Sentence, Phrase, and Triple Annotations to Build a Knowledge Graph of Natural Language Processing Contributions -- A Trial Dataset
Jennifer D'Souza, S\"oren Auer

TL;DR
This paper presents a structured annotation scheme for extracting and normalizing NLP research contributions from scholarly articles, creating a dataset of sentences, phrases, and triples to facilitate building a knowledge graph.
Contribution
The work introduces NLPCONTRIBUTIONGRAPH, a novel annotation and normalization scheme for structuring NLP contributions directly from article sentences, with a focus on reducing noise and improving consistency.
Findings
Created a dataset with 900 sentences, 4,702 phrases, and 2,980 triples.
Achieved an intra-annotation F1 of 67.92% for sentences.
Demonstrated integration with the Open Research Knowledge Graph.
Abstract
Purpose: The aim of this work is to normalize the NLPCONTRIBUTIONS scheme (henceforward, NLPCONTRIBUTIONGRAPH) to structure, directly from article sentences, the contributions information in Natural Language Processing (NLP) scholarly articles via a two-stage annotation methodology: 1) pilot stage - to define the scheme (described in prior work); and 2) adjudication stage - to normalize the graphing model (the focus of this paper).

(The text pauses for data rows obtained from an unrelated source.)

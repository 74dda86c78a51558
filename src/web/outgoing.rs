use salvo::prelude::*;
use serde::{Deserialize, Serialize};
use tracing::error;

/// Body Mattermost posts to an outgoing-webhook callback URL.
#[derive(Debug, Clone, Default, Serialize, Deserialize)]
pub struct OutgoingWebhookPayload {
    #[serde(default)]
    pub token: String,
    #[serde(default)]
    pub team_id: String,
    #[serde(default)]
    pub team_domain: String,
    #[serde(default)]
    pub channel_id: String,
    #[serde(default)]
    pub channel_name: String,
    #[serde(default)]
    pub timestamp: i64,
    #[serde(default)]
    pub user_id: String,
    #[serde(default)]
    pub user_name: String,
    #[serde(default)]
    pub post_id: String,
    #[serde(default)]
    pub text: String,
    #[serde(default)]
    pub trigger_word: String,
    #[serde(default)]
    pub file_ids: String,
}

#[derive(Debug, Clone, Default, Serialize, Deserialize)]
pub struct OutgoingWebhookResponse {
    #[serde(skip_serializing_if = "Option::is_none")]
    pub text: Option<String>,
    #[serde(skip_serializing_if = "Option::is_none")]
    pub username: Option<String>,
    #[serde(skip_serializing_if = "Option::is_none")]
    pub icon_url: Option<String>,
    #[serde(skip_serializing_if = "Option::is_none")]
    pub response_type: Option<String>,
}

/// Debug endpoint: echoes the decoded payload back into the channel as a
/// code block.
pub struct OutgoingWebhookHandler;

#[handler]
impl OutgoingWebhookHandler {
    async fn handle(&self, req: &mut Request, res: &mut Response) {
        let payload = match req.parse_json::<OutgoingWebhookPayload>().await {
            Ok(payload) => payload,
            Err(err) => {
                error!("failed to decode outgoing webhook payload: {}", err);
                res.status_code(StatusCode::BAD_REQUEST);
                return;
            }
        };

        match echo_response(&payload) {
            Ok(response) => res.render(Json(response)),
            Err(err) => {
                error!("failed to marshal payload back to JSON: {}", err);
                res.status_code(StatusCode::INTERNAL_SERVER_ERROR);
            }
        }
    }
}

fn echo_response(payload: &OutgoingWebhookPayload) -> serde_json::Result<OutgoingWebhookResponse> {
    let pretty = serde_json::to_string_pretty(payload)?;
    Ok(OutgoingWebhookResponse {
        text: Some(format!("```\n{pretty}\n```")),
        ..Default::default()
    })
}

Design/methodology/approach: We re-annotate, a second time, the contributions-pertinent information across 50 prior-annotated NLP scholarly articles in terms of a data pipeline comprising: contribution-centered sentences, phrases, and triple statements. To this end, specifically, care was taken in the adjudication annotation stage to reduce annotation noise while formulating the guidelines for our proposed novel NLP contributions structuring and graphing…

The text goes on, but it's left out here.